_Data shown_:

»»

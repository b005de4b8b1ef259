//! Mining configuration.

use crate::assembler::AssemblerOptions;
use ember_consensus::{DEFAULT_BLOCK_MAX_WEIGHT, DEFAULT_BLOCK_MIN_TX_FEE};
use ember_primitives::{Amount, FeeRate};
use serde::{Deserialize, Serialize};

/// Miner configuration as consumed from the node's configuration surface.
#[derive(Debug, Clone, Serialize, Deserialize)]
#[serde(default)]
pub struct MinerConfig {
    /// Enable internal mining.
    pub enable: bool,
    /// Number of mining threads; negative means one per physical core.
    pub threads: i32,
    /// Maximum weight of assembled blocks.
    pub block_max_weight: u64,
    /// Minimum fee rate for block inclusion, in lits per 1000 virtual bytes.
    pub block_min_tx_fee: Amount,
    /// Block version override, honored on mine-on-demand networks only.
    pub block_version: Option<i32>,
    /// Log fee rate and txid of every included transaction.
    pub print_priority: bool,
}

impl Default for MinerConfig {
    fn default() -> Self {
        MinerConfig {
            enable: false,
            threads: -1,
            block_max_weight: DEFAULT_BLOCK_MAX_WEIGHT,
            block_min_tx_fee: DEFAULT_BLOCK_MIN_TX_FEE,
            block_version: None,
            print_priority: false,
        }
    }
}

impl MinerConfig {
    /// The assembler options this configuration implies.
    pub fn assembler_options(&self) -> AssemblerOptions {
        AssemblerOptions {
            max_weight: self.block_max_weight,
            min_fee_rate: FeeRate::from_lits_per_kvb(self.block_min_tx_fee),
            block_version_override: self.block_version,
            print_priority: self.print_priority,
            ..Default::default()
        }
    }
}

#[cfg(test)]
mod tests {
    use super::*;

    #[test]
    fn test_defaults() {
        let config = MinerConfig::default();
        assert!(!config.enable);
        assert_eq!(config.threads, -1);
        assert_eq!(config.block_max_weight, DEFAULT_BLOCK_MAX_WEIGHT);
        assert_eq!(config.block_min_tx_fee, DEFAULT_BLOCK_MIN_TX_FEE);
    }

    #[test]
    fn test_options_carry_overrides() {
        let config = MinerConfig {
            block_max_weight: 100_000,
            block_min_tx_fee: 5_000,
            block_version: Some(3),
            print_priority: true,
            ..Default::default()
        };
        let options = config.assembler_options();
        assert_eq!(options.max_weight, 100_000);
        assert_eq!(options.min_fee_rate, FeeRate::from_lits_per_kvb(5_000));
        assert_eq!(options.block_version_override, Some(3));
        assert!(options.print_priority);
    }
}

««

_What is being asked_: From the data above, give every line again exactly as it appears.

_Reply_:
repository b005de4b8b1ef259
//! Mining configuration.

use crate::assembler::AssemblerOptions;
use ember_consensus::{DEFAULT_BLOCK_MAX_WEIGHT, DEFAULT_BLOCK_MIN_TX_FEE};
use ember_primitives::{Amount, FeeRate};
use serde::{Deserialize, Serialize};

/// Miner configuration as consumed from the node's configuration surface.
#[derive(Debug, Clone, Serialize, Deserialize)]
#[serde(default)]
pub struct MinerConfig {
    /// Enable internal mining.
    pub enable: bool,
    /// Number of mining threads; negative means one per physical core.
    pub threads: i32,
    /// Maximum weight of assembled blocks.
    pub block_max_weight: u64,
    /// Minimum fee rate for block inclusion, in lits per 1000 virtual bytes.
    pub block_min_tx_fee: Amount,
    /// Block version override, honored on mine-on-demand networks only.
    pub block_version: Option<i32>,
    /// Log fee rate and txid of every included transaction.
    pub print_priority: bool,
}

impl Default for MinerConfig {
    fn default() -> Self {
        MinerConfig {
            enable: false,
            threads: -1,
            block_max_weight: DEFAULT_BLOCK_MAX_WEIGHT,
            block_min_tx_fee: DEFAULT_BLOCK_MIN_TX_FEE,
            block_version: None,
            print_priority: false,
        }
    }
}

impl MinerConfig {
    /// The assembler options this configuration implies.
    pub fn assembler_options(&self) -> AssemblerOptions {
        AssemblerOptions {
            max_weight: self.block_max_weight,
            min_fee_rate: FeeRate::from_lits_per_kvb(self.block_min_tx_fee),
            block_version_override: self.block_version,
            print_priority: self.print_priority,
            ..Default::default()
        }
    }
}

#[cfg(test)]
mod tests {
    use super::*;

    #[test]
    fn test_defaults() {
        let config = MinerConfig::default();
        assert!(!config.enable);
        assert_eq!(config.threads, -1);
        assert_eq!(config.block_max_weight, DEFAULT_BLOCK_MAX_WEIGHT);
        assert_eq!(config.block_min_tx_fee, DEFAULT_BLOCK_MIN_TX_FEE);
    }

    #[test]
    fn test_options_carry_overrides() {
        let config = MinerConfig {
            block_max_weight: 100_000,
            block_min_tx_fee: 5_000,
            block_version: Some(3),
            print_priority: true,
            ..Default::default()
        };
        let options = config.assembler_options();
        assert_eq!(options.max_weight, 100_000);
        assert_eq!(options.min_fee_rate, FeeRate::from_lits_per_kvb(5_000));
        assert_eq!(options.block_version_override, Some(3));
        assert!(options.print_priority);
    }
}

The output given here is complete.